Differential and synergistic effects of mechanical stimulation and growth factor presentation on vascular wall function.

We investigated the hypothesis that immobilizing TGF-ß1 within fibrin hydrogels may act in synergy with cyclic mechanical stimulation to enhance the properties of vascular grafts. To this end, we engineered a fusion TGF-ß1 protein that can covalently anchor to fibrin during polymerization upon the action of factor XIII. We also developed a 24-well based bioreactor in which vascular constructs can be mechanically stimulated by distending the silastic mandrel in the middle of each well. TGF-ß1 was either conjugated to fibrin or supplied in the culture medium and the fibrin-based constructs were cultured statically for a week followed by cyclic distention for another week.

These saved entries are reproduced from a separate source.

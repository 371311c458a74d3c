use crate::core::fitting::options::RespOptions;
use crate::core::qm::options::QmOptions;
use thiserror::Error;

#[derive(Debug, Error, PartialEq, Clone)]
pub enum ConfigError {
    #[error("Invalid parameter '{parameter}': {reason}")]
    InvalidParameter {
        parameter: &'static str,
        reason: String,
    },
}

/// Settings for one charge-derivation job.
#[derive(Debug, Clone, PartialEq)]
pub struct JobConfig {
    /// Run a geometry optimization stage before the ESP evaluation.
    pub optimize_geometry: bool,
    /// External program invoked by the dispatch scripts.
    pub executable: String,
    /// Method options for the optimization stage.
    pub optimization: QmOptions,
    /// Method options for the ESP single-point stage.
    pub single_point: QmOptions,
    /// Charge-fitting options.
    pub resp: RespOptions,
}

impl Default for JobConfig {
    fn default() -> Self {
        Self {
            optimize_geometry: true,
            executable: "psi4".to_string(),
            optimization: QmOptions::default(),
            single_point: QmOptions::default(),
            resp: RespOptions::default(),
        }
    }
}

impl JobConfig {
    pub fn validate(&self) -> Result<(), ConfigError> {
        if self.executable.trim().is_empty() {
            return Err(ConfigError::InvalidParameter {
                parameter: "executable",
                reason: "must not be empty".to_string(),
            });
        }
        validate_method(&self.optimization, "optimization")?;
        validate_method(&self.single_point, "single_point")?;
        self.resp
            .validate()
            .map_err(|source| ConfigError::InvalidParameter {
                parameter: "fit",
                reason: source.to_string(),
            })
    }
}

fn validate_method(options: &QmOptions, parameter: &'static str) -> Result<(), ConfigError> {
    let invalid = |reason: &str| ConfigError::InvalidParameter {
        parameter,
        reason: reason.to_string(),
    };
    if options.method.trim().is_empty() {
        return Err(invalid("method must not be empty"));
    }
    if options.basis.trim().is_empty() {
        return Err(invalid("basis must not be empty"));
    }
    if !(options.scf_convergence.is_finite()
        && options.scf_convergence > 0.0
        && options.scf_convergence < 1.0)
    {
        return Err(invalid("scf_convergence must lie in (0, 1)"));
    }
    Ok(())
}

#[derive(Default)]
pub struct JobConfigBuilder {
    optimize_geometry: Option<bool>,
    executable: Option<String>,
    optimization: Option<QmOptions>,
    single_point: Option<QmOptions>,
    resp: Option<RespOptions>,
}

impl JobConfigBuilder {
    pub fn new() -> Self {
        Self::default()
    }

    pub fn optimize_geometry(mut self, enabled: bool) -> Self {
        self.optimize_geometry = Some(enabled);
        self
    }
    pub fn executable(mut self, executable: impl Into<String>) -> Self {
        self.executable = Some(executable.into());
        self
    }
    pub fn optimization(mut self, options: QmOptions) -> Self {
        self.optimization = Some(options);
        self
    }
    pub fn single_point(mut self, options: QmOptions) -> Self {
        self.single_point = Some(options);
        self
    }
    pub fn resp(mut self, options: RespOptions) -> Self {
        self.resp = Some(options);
        self
    }

    /// Fills unset fields from [`JobConfig::default`] and validates.
    pub fn build(self) -> Result<JobConfig, ConfigError> {
        let defaults = JobConfig::default();
        let config = JobConfig {
            optimize_geometry: self.optimize_geometry.unwrap_or(defaults.optimize_geometry),
            executable: self.executable.unwrap_or(defaults.executable),
            optimization: self.optimization.unwrap_or(defaults.optimization),
            single_point: self.single_point.unwrap_or(defaults.single_point),
            resp: self.resp.unwrap_or(defaults.resp),
        };
        config.validate()?;
        Ok(config)
    }
}

#[cfg(test)]
mod tests {
    use super::*;

    #[test]
    fn builder_falls_back_to_defaults() {
        let config = JobConfigBuilder::new().build().unwrap();
        assert_eq!(config, JobConfig::default());
        assert!(config.optimize_geometry);
        assert_eq!(config.executable, "psi4");
    }

    #[test]
    fn builder_overrides_stick() {
        let config = JobConfigBuilder::new()
            .optimize_geometry(false)
            .executable("orca-adapter")
            .build()
            .unwrap();
        assert!(!config.optimize_geometry);
        assert_eq!(config.executable, "orca-adapter");
    }

    #[test]
    fn empty_executable_is_rejected() {
        let err = JobConfigBuilder::new().executable("  ").build().unwrap_err();
        assert!(matches!(
            err,
            ConfigError::InvalidParameter {
                parameter: "executable",
                ..
            }
        ));
    }

    #[test]
    fn blank_method_is_rejected() {
        let mut options = QmOptions::default();
        options.method = String::new();
        let err = JobConfigBuilder::new().optimization(options).build().unwrap_err();
        assert!(matches!(
            err,
            ConfigError::InvalidParameter {
                parameter: "optimization",
                ..
            }
        ));
    }

    #[test]
    fn invalid_fit_options_are_rejected() {
        let mut resp = RespOptions::default();
        resp.restraint_slope = 0.0;
        let err = JobConfigBuilder::new().resp(resp).build().unwrap_err();
        assert!(matches!(
            err,
            ConfigError::InvalidParameter {
                parameter: "fit",
                ..
            }
        ));
    }
}
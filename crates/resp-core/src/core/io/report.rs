//! Tabular output of fitted charges.

use std::io::Write;

use thiserror::Error;

use crate::core::fitting::solver::FitReport;
use crate::core::models::element;
use crate::core::models::molecule::Molecule;

/// Errors arising while writing a charge table.
#[derive(Debug, Error)]
pub enum ReportError {
    #[error("report covers {fitted} molecule(s) but the job has {molecules}")]
    MoleculeCountMismatch { molecules: usize, fitted: usize },
    #[error("molecule {molecule} has {atoms} atom(s) but {charges} fitted charge(s)")]
    ChargeCountMismatch {
        molecule: usize,
        atoms: usize,
        charges: usize,
    },
    #[error("failed to write charge table: {0}")]
    Csv(#[from] csv::Error),
    #[error("failed to flush charge table: {0}")]
    Io(#[from] std::io::Error),
}

/// Writes the fitted charges as a CSV table, one row per atom.
///
/// Columns are `molecule`, `formula`, `atom`, `element`, `charge`. Molecule
/// and atom indices are 1-based to match the job-file convention; charges are
/// printed with six decimals.
pub fn write_charges_csv<W: Write>(
    writer: W,
    molecules: &[Molecule],
    report: &FitReport,
) -> Result<(), ReportError> {
    if molecules.len() != report.charges.len() {
        return Err(ReportError::MoleculeCountMismatch {
            molecules: molecules.len(),
            fitted: report.charges.len(),
        });
    }

    let mut table = csv::Writer::from_writer(writer);
    table.write_record(["molecule", "formula", "atom", "element", "charge"])?;
    for (index, (molecule, charges)) in molecules.iter().zip(&report.charges).enumerate() {
        if charges.len() != molecule.atom_count() {
            return Err(ReportError::ChargeCountMismatch {
                molecule: index + 1,
                atoms: molecule.atom_count(),
                charges: charges.len(),
            });
        }
        let formula = molecule.formula();
        for (atom, (&number, charge)) in molecule.atomic_numbers.iter().zip(charges).enumerate() {
            let symbol = match element::symbol(number) {
                Some(s) => s.to_string(),
                None => format!("Z{number}"),
            };
            table.write_record([
                (index + 1).to_string(),
                formula.clone(),
                (atom + 1).to_string(),
                symbol,
                format!("{charge:.6}"),
            ])?;
        }
    }
    table.flush()?;
    Ok(())
}

#[cfg(test)]
mod tests {
    use super::*;
    use crate::core::fitting::solver::FitStage;

    fn report_for(charges: Vec<Vec<f64>>) -> FitReport {
        FitReport {
            charges,
            iterations: 3,
            converged: true,
            stages: vec![FitStage {
                restraint_height: 0.0005,
                iterations: 3,
                converged: true,
                rrms: 0.1,
            }],
        }
    }

    #[test]
    fn writes_one_row_per_atom() {
        let molecules = vec![
            Molecule::new(vec![8, 1, 1], 0, 1),
            Molecule::new(vec![6, 1, 1, 1, 1], 0, 1),
        ];
        let report = report_for(vec![
            vec![-0.8, 0.4, 0.4],
            vec![-0.4, 0.1, 0.1, 0.1, 0.1],
        ]);

        let mut buffer = Vec::new();
        write_charges_csv(&mut buffer, &molecules, &report).unwrap();

        let text = String::from_utf8(buffer).unwrap();
        let lines: Vec<&str> = text.lines().collect();
        assert_eq!(lines.len(), 9);
        assert_eq!(lines[0], "molecule,formula,atom,element,charge");
        assert_eq!(lines[1], "1,H2O,1,O,-0.800000");
        assert_eq!(lines[3], "1,H2O,3,H,0.400000");
        assert_eq!(lines[4], "2,CH4,1,C,-0.400000");
        assert_eq!(lines[8], "2,CH4,5,H,0.100000");
    }

    #[test]
    fn rejects_a_report_for_a_different_job() {
        let molecules = vec![Molecule::new(vec![8, 1, 1], 0, 1)];

        let report = report_for(vec![vec![-0.8, 0.4, 0.4], vec![0.0]]);
        let error = write_charges_csv(Vec::new(), &molecules, &report).unwrap_err();
        assert!(matches!(
            error,
            ReportError::MoleculeCountMismatch {
                molecules: 1,
                fitted: 2
            }
        ));

        let report = report_for(vec![vec![-0.8, 0.4]]);
        let error = write_charges_csv(Vec::new(), &molecules, &report).unwrap_err();
        assert!(matches!(
            error,
            ReportError::ChargeCountMismatch {
                molecule: 1,
                atoms: 3,
                charges: 2
            }
        ));
    }

    #[test]
    fn unknown_atomic_numbers_fall_back_to_placeholders() {
        let molecules = vec![Molecule::new(vec![255], 0, 1)];
        let report = report_for(vec![vec![0.5]]);

        let mut buffer = Vec::new();
        write_charges_csv(&mut buffer, &molecules, &report).unwrap();

        let text = String::from_utf8(buffer).unwrap();
        assert!(text.contains("1,Z255,1,Z255,0.500000"));
    }
}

The tissues were examined for myogenic differentiation, vascular reactivity, mechanical properties and ECM content. Our results showed that some aspects of vascular function were differentially affected by growth factor presentation vs. pulsatile force application, while others were synergistically enhanced by both. Overall, this two-prong biomimetic approach improved ECM secretion, vascular reactivity and mechanical properties of vascular constructs. These findings may be applied in other tissue engineering applications such as cartilage, tendon or cardiac regeneration where growth factors TGF-ß1 and mechano-stimulation play critical roles.

Engineering fibrin-binding TGF-ß1 for sustained signaling and contractile function of MSC based vascular constructs.

We present a strategy to conjugate TGF-ß1 into fibrin hydrogels to mimic the in vivo presentation of the growth factor in a 3D context. To this end, we engineered fusion proteins between TGF-ß1 and a bi-functional peptide composed of a Factor XIII domain and a plasmin cleavage site. In another version the protease cleavage site was omitted to examine whether the growth factor that could not be released from the scaffold by cells had different effects on tissue constructs. The optimal insertion site which yielded correctly processed, functional protein was found between the latency associated peptide and mature TGF-ß1 domains. In solution the fusion proteins exhibited similar biological activity as native TGF-ß1 as evidenced by inhibition of cell proliferation and promoter activity assays. Immunoprecipitation experiments demonstrated that the fusion TGF-ß1 protein bound to fibrinogen in a Factor XIII dependent manner and could be released from the peptide by the action of plasmin. In contrast to bolus delivery, immobilized TGF-ß1 induced sustained signaling in fibrin-embedded cells for several days as evidenced by Smad2 phosphorylation. Prolonged pathway activation correlated with enhanced contractile function of vascular constructs prepared from hair follicle mesenchymal stem cells or bone marrow derived smooth muscle cells. Our results suggest that fibrin-immobilized TGF-ß1 may be used to enhance the local microenvironment and improve the function of engineered tissues in vitro and potentially also after implantation in vivo where growth factor delivery faces overwhelming challenges.